● **MATERIAL FOR THE TASK**
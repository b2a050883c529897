use async_trait::async_trait;
use chrono::{DateTime, Utc};
use rust_decimal::Decimal;
use sea_orm::entity::prelude::*;
use sea_orm::{ActiveValue, Set};
use serde::{Deserialize, Serialize};
use utoipa::ToSchema;

#[derive(Clone, Debug, PartialEq, Eq, DeriveEntityModel, Serialize, Deserialize, ToSchema)]
#[sea_orm(table_name = "quotation_lines")]
#[schema(as = QuotationLine)]
pub struct Model {
    #[sea_orm(primary_key)]
    pub id: i32,
    pub quotation_id: i32,
    #[sea_orm(nullable)]
    pub line_number: Option<i32>,
    #[sea_orm(nullable)]
    pub drawing_description: Option<String>,
    #[sea_orm(nullable)]
    pub drawing_number: Option<String>,
    #[sea_orm(nullable)]
    pub material_grade: Option<String>,
    #[sea_orm(column_type = "Decimal(Some((10, 2)))", nullable)]
    pub unit_price: Option<Decimal>,
    #[sea_orm(nullable)]
    pub no_of_units: Option<i32>,
    #[sea_orm(column_type = "Decimal(Some((10, 2)))", nullable)]
    pub total_price: Option<Decimal>,
    pub created_at: DateTime<Utc>,
    pub created_by: i32,
    pub updated_at: Option<DateTime<Utc>>,
    pub updated_by: Option<i32>,
    pub deleted_at: Option<DateTime<Utc>>,
    pub deleted_by: Option<i32>,
}

#[derive(Copy, Clone, Debug, EnumIter, DeriveRelation)]
pub enum Relation {
    #[sea_orm(
        belongs_to = "super::quotation::Entity",
        from = "Column::QuotationId",
        to = "super::quotation::Column::Id",
        on_delete = "Cascade"
    )]
    Quotation,
}

impl Related<super::quotation::Entity> for Entity {
    fn to() -> RelationDef {
        Relation::Quotation.def()
    }
}

#[async_trait]
impl ActiveModelBehavior for ActiveModel {
    async fn before_save<C>(self, _db: &C, insert: bool) -> Result<Self, DbErr>
    where
        C: ConnectionTrait,
    {
        let mut active_model = self;
        let now = Utc::now();

        if insert && matches!(active_model.created_at, ActiveValue::NotSet) {
            active_model.created_at = Set(now);
        }
        if let ActiveValue::NotSet = active_model.updated_at {
            active_model.updated_at = Set(Some(now));
        }

        Ok(active_model)
    }
}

● **TASK REQUIREMENTS**
The lines from the one containing "active_model.updated_at = Set(Some(now));" through the end of the data are to be copied exactly, the first and last of them included.

● **TASK RESULT**
            active_model.updated_at = Set(Some(now));
        }

        Ok(active_model)
    }
}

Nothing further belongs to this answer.